|photo from vanhoutte.com|
I can usually tell when my girlfriends have a moderate to severe case of the baby itch when they start asking me questions about how babies and motherhood fit into life as they know it. Depending on the friend, sometimes it's "what is childbirth like?", or "is it hard to go back to work?" or even "what's really going to happen to my boobs?". The one question that always comes up is "what's the biggest thing that changes?".
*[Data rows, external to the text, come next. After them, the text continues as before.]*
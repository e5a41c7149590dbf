//! OpenStreetMap search through the Overpass API.
//!
//! The open-data fallback: no key, global coverage, WGS-84 coordinates.
//! The keyword is matched case-insensitively against the `name` tag of
//! nodes, ways and relations within the radius.

use std::collections::HashMap;

use reqwest::Url;
use serde::Deserialize;

use super::types::{AsyncPoiProvider, PoiRecord, PoiSearchRequest, SearchError};
use super::AsyncHttpClient;
use crate::geo::{CoordFrame, GeoPoint};

/// Public Overpass instance.
pub const DEFAULT_OVERPASS_URL: &str = "https://overpass-api.de/api/interpreter";

/// Server-side query timeout, in seconds.
const QUERY_TIMEOUT_SECS: u64 = 10;

const NAME: &str = "overpass";

/// Overpass POI provider (WGS-84, no key).
pub struct OverpassProvider<C: AsyncHttpClient> {
    http_client: C,
    endpoint: String,
}

impl<C: AsyncHttpClient> OverpassProvider<C> {
    /// Creates a provider against the public Overpass instance.
    pub fn new(http_client: C) -> Self {
        Self::with_endpoint(http_client, DEFAULT_OVERPASS_URL)
    }

    /// Creates a provider against a custom Overpass instance.
    pub fn with_endpoint(http_client: C, endpoint: impl Into<String>) -> Self {
        Self {
            http_client,
            endpoint: endpoint.into(),
        }
    }

    fn build_url(&self, request: &PoiSearchRequest) -> Result<Url, SearchError> {
        let query = build_query(request);
        Url::parse_with_params(&self.endpoint, &[("data", query.as_str())])
            .map_err(|e| SearchError::Http(format!("Invalid Overpass URL: {}", e)))
    }
}

impl<C: AsyncHttpClient> AsyncPoiProvider for OverpassProvider<C> {
    async fn search(&self, request: &PoiSearchRequest) -> Result<Vec<PoiRecord>, SearchError> {
        let url = self.build_url(request)?;
        let body = self.http_client.get(url.as_str()).await?;
        parse_response(&body)
    }

    fn name(&self) -> &str {
        NAME
    }

    fn frame(&self) -> CoordFrame {
        CoordFrame::Wgs84
    }
}

/// Overpass QL for a case-insensitive name match around the centre.
fn build_query(request: &PoiSearchRequest) -> String {
    format!(
        "[out:json][timeout:{}];nwr[\"name\"~\"{}\",i](around:{},{:.6},{:.6});out center {};",
        QUERY_TIMEOUT_SECS,
        escape_regex(&request.keyword),
        request.radius_meters.max(0.0).round() as u64,
        request.center.latitude,
        request.center.longitude,
        request.limit.max(1),
    )
}

/// Escape a literal keyword for use inside an Overpass QL regex string.
fn escape_regex(keyword: &str) -> String {
    let mut escaped = String::with_capacity(keyword.len());
    for c in keyword.chars() {
        match c {
            '"' | '\\' => {
                escaped.push('\\');
                escaped.push(c);
            }
            '.' | '*' | '+' | '?' | '(' | ')' | '[' | ']' | '{' | '}' | '|' | '^' | '$' => {
                // QL string escape of the regex escape
                escaped.push_str("\\\\");
                escaped.push(c);
            }
            _ => escaped.push(c),
        }
    }
    escaped
}

#[derive(Debug, Deserialize)]
struct OverpassResponse {
    #[serde(default)]
    elements: Vec<OverpassElement>,
    #[serde(default)]
    remark: Option<String>,
}

#[derive(Debug, Deserialize)]
struct OverpassElement {
    #[serde(rename = "type")]
    kind: String,
    id: u64,
    lat: Option<f64>,
    lon: Option<f64>,
    center: Option<OverpassCenter>,
    #[serde(default)]
    tags: HashMap<String, String>,
}

#[derive(Debug, Deserialize)]
struct OverpassCenter {
    lat: f64,
    lon: f64,
}

impl OverpassElement {
    fn position(&self) -> Option<GeoPoint> {
        let point = match (&self.center, self.lat, self.lon) {
            (_, Some(lat), Some(lon)) => GeoPoint::new(lat, lon),
            (Some(center), _, _) => GeoPoint::new(center.lat, center.lon),
            _ => return None,
        };
        point.is_valid().then_some(point)
    }

    fn address(&self) -> String {
        if let Some(full) = self.tags.get("addr:full") {
            return full.clone();
        }
        ["addr:city", "addr:street", "addr:housenumber"]
            .iter()
            .filter_map(|key| self.tags.get(*key).map(String::as_str))
            .collect::<Vec<_>>()
            .join(" ")
    }
}

fn parse_response(body: &[u8]) -> Result<Vec<PoiRecord>, SearchError> {
    let response: OverpassResponse =
        serde_json::from_slice(body).map_err(|e| SearchError::InvalidResponse {
            provider: NAME.to_string(),
            message: e.to_string(),
        })?;

    // Overpass reports query timeouts as a remark alongside partial data
    if response.elements.is_empty() {
        if let Some(remark) = response.remark.filter(|r| r.contains("error")) {
            return Err(SearchError::Provider {
                provider: NAME.to_string(),
                message: remark,
            });
        }
    }

    let records = response
        .elements
        .iter()
        .filter_map(|element| {
            let name = element.tags.get("name")?;
            let position = element.position()?;
            Some(PoiRecord::new(
                format!("{}/{}", element.kind, element.id),
                name.clone(),
                position,
                element.address(),
            ))
        })
        .collect();
    Ok(records)
}
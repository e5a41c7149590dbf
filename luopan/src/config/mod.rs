//! Configuration file handling.
//!
//! Settings live in an INI file at `~/.config/luopan/config.ini` (or the
//! platform equivalent). Every key is optional; absent or empty keys take
//! their defaults.
//!
//! ```ini
//! [survey]
//! bearing_offset = 0.0
//! angle_tolerance = 0.0
//!
//! [search]
//! providers = amap,tianditu,overpass
//! max_results = 50
//! max_radius_km = 250
//! timeout_secs = 10
//! amap_key =
//! tianditu_key =
//!
//! [camera]
//! timeout_ms = 3000
//!
//! [life_circle]
//! home_keywords = 家,小区,公寓
//! work_keywords = 公司,大厦,办公
//! leisure_keywords = 公园,商场,广场
//!
//! [logging]
//! level = info
//! directory =
//! ```
//!
//! [`ConfigKey`] enumerates every settable key as `section.key`, which is
//! what the CLI `config get/set/list` commands operate on.

mod keys;

pub use keys::ConfigKey;

use std::fs;
use std::path::{Path, PathBuf};
use std::time::Duration;

use ini::Ini;
use thiserror::Error;

use crate::camera::DEFAULT_TIMEOUT;
use crate::life_circle::{
    KeywordSets, DEFAULT_HOME_KEYWORDS, DEFAULT_LEISURE_KEYWORDS, DEFAULT_WORK_KEYWORDS,
};
use crate::logging::LoggingConfig;

/// Name of the configuration directory under the platform config dir.
pub const CONFIG_DIR_NAME: &str = "luopan";

/// Name of the configuration file.
pub const CONFIG_FILE_NAME: &str = "config.ini";

/// Provider names accepted in `search.providers`.
pub const KNOWN_PROVIDERS: &[&str] = &["amap", "tianditu", "overpass"];

/// Default provider fallback order.
pub const DEFAULT_PROVIDERS: &[&str] = &["amap", "tianditu", "overpass"];

/// Default cap on returned search results.
pub const DEFAULT_MAX_RESULTS: usize = 50;

/// Default ceiling on the search radius, in kilometres.
pub const DEFAULT_MAX_RADIUS_KM: f64 = 250.0;

/// Default per-provider timeout, in seconds.
pub const DEFAULT_SEARCH_TIMEOUT_SECS: u64 = 10;

/// Errors from loading, saving or editing configuration.
#[derive(Debug, Error)]
pub enum ConfigError {
    #[error("I/O error: {0}")]
    Io(#[from] std::io::Error),

    #[error("Failed to parse {path}: {message}")]
    Parse { path: PathBuf, message: String },

    #[error("Invalid value '{value}' for {key}: {reason}")]
    InvalidValue {
        key: String,
        value: String,
        reason: String,
    },

    #[error("Unknown configuration key '{0}'")]
    UnknownKey(String),
}

/// `[survey]` section.
#[derive(Debug, Clone, PartialEq)]
pub struct SurveySettings {
    /// Added to every measured bearing (magnetic declination correction).
    pub bearing_offset: f64,
    /// Widening applied to both edges of search sectors.
    pub angle_tolerance: f64,
}

impl Default for SurveySettings {
    fn default() -> Self {
        Self {
            bearing_offset: 0.0,
            angle_tolerance: 0.0,
        }
    }
}

/// `[search]` section.
#[derive(Debug, Clone, PartialEq)]
pub struct SearchSettings {
    /// Provider names in fallback order.
    pub providers: Vec<String>,
    pub max_results: usize,
    pub max_radius_km: f64,
    pub timeout_secs: u64,
    pub amap_key: Option<String>,
    pub tianditu_key: Option<String>,
}

impl Default for SearchSettings {
    fn default() -> Self {
        Self {
            providers: DEFAULT_PROVIDERS.iter().map(|p| p.to_string()).collect(),
            max_results: DEFAULT_MAX_RESULTS,
            max_radius_km: DEFAULT_MAX_RADIUS_KM,
            timeout_secs: DEFAULT_SEARCH_TIMEOUT_SECS,
            amap_key: None,
            tianditu_key: None,
        }
    }
}

impl SearchSettings {
    pub fn max_radius_meters(&self) -> f64 {
        self.max_radius_km * 1_000.0
    }

    pub fn timeout(&self) -> Duration {
        Duration::from_secs(self.timeout_secs)
    }
}

/// `[camera]` section.
#[derive(Debug, Clone, PartialEq, Eq)]
pub struct CameraSettings {
    pub timeout_ms: u64,
}

impl Default for CameraSettings {
    fn default() -> Self {
        Self {
            timeout_ms: DEFAULT_TIMEOUT.as_millis() as u64,
        }
    }
}

impl CameraSettings {
    /// Staleness timeout; a zero value falls back to the default.
    pub fn timeout(&self) -> Duration {
        if self.timeout_ms == 0 {
            return DEFAULT_TIMEOUT;
        }
        Duration::from_millis(self.timeout_ms)
    }
}

/// `[life_circle]` section.
#[derive(Debug, Clone, PartialEq, Eq)]
pub struct LifeCircleSettings {
    pub home_keywords: Vec<String>,
    pub work_keywords: Vec<String>,
    pub leisure_keywords: Vec<String>,
}

impl Default for LifeCircleSettings {
    fn default() -> Self {
        let owned = |words: &[&str]| words.iter().map(|w| w.to_string()).collect();
        Self {
            home_keywords: owned(DEFAULT_HOME_KEYWORDS),
            work_keywords: owned(DEFAULT_WORK_KEYWORDS),
            leisure_keywords: owned(DEFAULT_LEISURE_KEYWORDS),
        }
    }
}

impl LifeCircleSettings {
    /// Keyword sets for the role assigner.
    pub fn keyword_sets(&self) -> KeywordSets {
        KeywordSets::new(
            &self.home_keywords,
            &self.work_keywords,
            &self.leisure_keywords,
        )
    }
}

/// The whole configuration file.
#[derive(Debug, Clone, Default, PartialEq)]
pub struct ConfigFile {
    pub survey: SurveySettings,
    pub search: SearchSettings,
    pub camera: CameraSettings,
    pub life_circle: LifeCircleSettings,
    pub logging: LoggingConfig,
}

impl ConfigFile {
    /// Load from the default location, or defaults if the file is absent.
    pub fn load() -> Result<Self, ConfigError> {
        Self::load_from(&config_file_path())
    }

    /// Load from `path`, or defaults if the file is absent.
    pub fn load_from(path: &Path) -> Result<Self, ConfigError> {
        if !path.exists() {
            tracing::debug!(path = %path.display(), "No config file, using defaults");
            return Ok(Self::default());
        }

        let ini = Ini::load_from_file(path).map_err(|e| ConfigError::Parse {
            path: path.to_path_buf(),
            message: e.to_string(),
        })?;

        let mut config = Self::default();
        for key in ConfigKey::all() {
            let raw = ini
                .section(Some(key.section()))
                .and_then(|section| section.get(key.key_name()))
                .map(str::trim);
            match raw {
                Some(value) if !value.is_empty() => key.set(&mut config, value)?,
                _ => {}
            }
        }

        tracing::debug!(path = %path.display(), "Loaded config file");
        Ok(config)
    }

    /// Save to the default location.
    pub fn save(&self) -> Result<(), ConfigError> {
        self.save_to(&config_file_path())
    }

    /// Save to `path`, creating parent directories as needed.
    pub fn save_to(&self, path: &Path) -> Result<(), ConfigError> {
        if let Some(parent) = path.parent() {
            fs::create_dir_all(parent)?;
        }

        let mut ini = Ini::new();
        for key in ConfigKey::all() {
            ini.with_section(Some(key.section()))
                .set(key.key_name(), key.get(self));
        }
        ini.write_to_file(path)?;

        tracing::debug!(path = %path.display(), "Saved config file");
        Ok(())
    }
}

/// Directory holding the configuration file.
pub fn config_dir() -> PathBuf {
    dirs::config_dir()
        .or_else(dirs::home_dir)
        .unwrap_or_else(|| PathBuf::from("."))
        .join(CONFIG_DIR_NAME)
}

/// Full path of the configuration file.
pub fn config_file_path() -> PathBuf {
    config_dir().join(CONFIG_FILE_NAME)
}

#[cfg(test)]
mod tests {
    use super::*;
    use tempfile::TempDir;

    #[test]
    fn test_defaults() {
        let config = ConfigFile::default();
        assert_eq!(config.search.providers, vec!["amap", "tianditu", "overpass"]);
        assert_eq!(config.search.max_results, 50);
        assert_eq!(config.search.max_radius_meters(), 250_000.0);
        assert_eq!(config.camera.timeout(), Duration::from_millis(3_000));
        assert_eq!(config.logging.level, "info");
        assert!(config.search.amap_key.is_none());
    }

    #[test]
    fn test_missing_file_gives_defaults() {
        let dir = TempDir::new().unwrap();
        let config = ConfigFile::load_from(&dir.path().join("absent.ini")).unwrap();
        assert_eq!(config, ConfigFile::default());
    }

    #[test]
    fn test_save_and_load() {
        let dir = TempDir::new().unwrap();
        let path = dir.path().join("nested").join(CONFIG_FILE_NAME);

        let mut config = ConfigFile::default();
        config.survey.bearing_offset = -6.5;
        config.search.providers = vec!["overpass".to_string()];
        config.search.amap_key = Some("secret".to_string());
        config.life_circle.work_keywords = vec!["lab".to_string(), "studio".to_string()];
        config.save_to(&path).unwrap();

        let loaded = ConfigFile::load_from(&path).unwrap();
        assert_eq!(loaded, config);
    }

    #[test]
    fn test_partial_file_keeps_defaults() {
        let dir = TempDir::new().unwrap();
        let path = dir.path().join(CONFIG_FILE_NAME);
        fs::write(&path, "[camera]\ntimeout_ms = 1500\n\n[search]\namap_key =\n").unwrap();

        let config = ConfigFile::load_from(&path).unwrap();
        assert_eq!(config.camera.timeout_ms, 1_500);
        assert_eq!(config.search, SearchSettings::default());
    }

    #[test]
    fn test_invalid_value_is_reported() {
        let dir = TempDir::new().unwrap();
        let path = dir.path().join(CONFIG_FILE_NAME);
        fs::write(&path, "[search]\nmax_results = lots\n").unwrap();

        match ConfigFile::load_from(&path) {
            Err(ConfigError::InvalidValue { key, value, .. }) => {
                assert_eq!(key, "search.max_results");
                assert_eq!(value, "lots");
            }
            other => panic!("expected InvalidValue, got {:?}", other),
        }
    }

    #[test]
    fn test_zero_camera_timeout_uses_default() {
        let settings = CameraSettings { timeout_ms: 0 };
        assert_eq!(settings.timeout(), DEFAULT_TIMEOUT);
    }

    #[test]
    fn test_keyword_sets_from_settings() {
        let mut settings = LifeCircleSettings::default();
        settings.leisure_keywords = vec!["Dojo".to_string()];
        let sets = settings.keyword_sets();
        assert_eq!(
            sets.score("Karate DOJO").get(crate::life_circle::PointRole::Leisure),
            1
        );
    }

    #[test]
    fn test_config_file_path_ends_with_expected_name() {
        let path = config_file_path();
        assert!(path.ends_with(Path::new(CONFIG_DIR_NAME).join(CONFIG_FILE_NAME)));
    }
}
For me and my husband, the answer is our social lives, but probably not for the reasons you may suspect. We still go to bars (for happy hour), we still go out to eat (although preferably on nights when we can get a babysitter) and we still see our same cherished friends from the pre-duckling years (more often now for brunch than for a late night dinner). The single biggest change since becoming parents is that my husband and I have started picking people up.
Like with most categories, a "pick up" is different now than it used to be. Now we pick up parents. You know our friends John, Meghan & Hadley? My husband picked up John in a coffee shop. Sweet Weeb, the duckling's best friend? I picked up Weeb's mom Jess on our hospital tour when we were both pregnant after learning we had a mutual friend. Kids and babies, I have learned, are the ultimate ice breaker. Whereas I used to actually be accused of being shy upon meeting new people (okay, maybe that's a stretch, but I do have my moments), now I have no problem chatting for 45 minutes about music class, preschools, swaddling blankets or finger foods with a total stranger and fellow mom on the subway or at the coffee shop.
It's not that you replace your old friends (why would you, your old friends are awesome), you just add new ones, just like when you meet someone new who went to your same tiny college or studied abroad in the same remote German village - you speak the same language, especially when the language is "I'm sorry I have to cancel dinner, but I've been cleaning up spit up all day and my baby just pooped in the bathtub." If you've ever fished a turd out of lukewarm bath water, you know it's a hard to bounce back from.
Long story short, the biggest change for us in becoming parents is that we are growing our "family" in more ways than one. It's not just adding a baby, but adding new "aunts" and "uncles" and "cousins" and friends who, one day, the duckling will say, "Oh, Weeb? I've known him my whole life", and that's definitely the kind of family & "pick up" I want.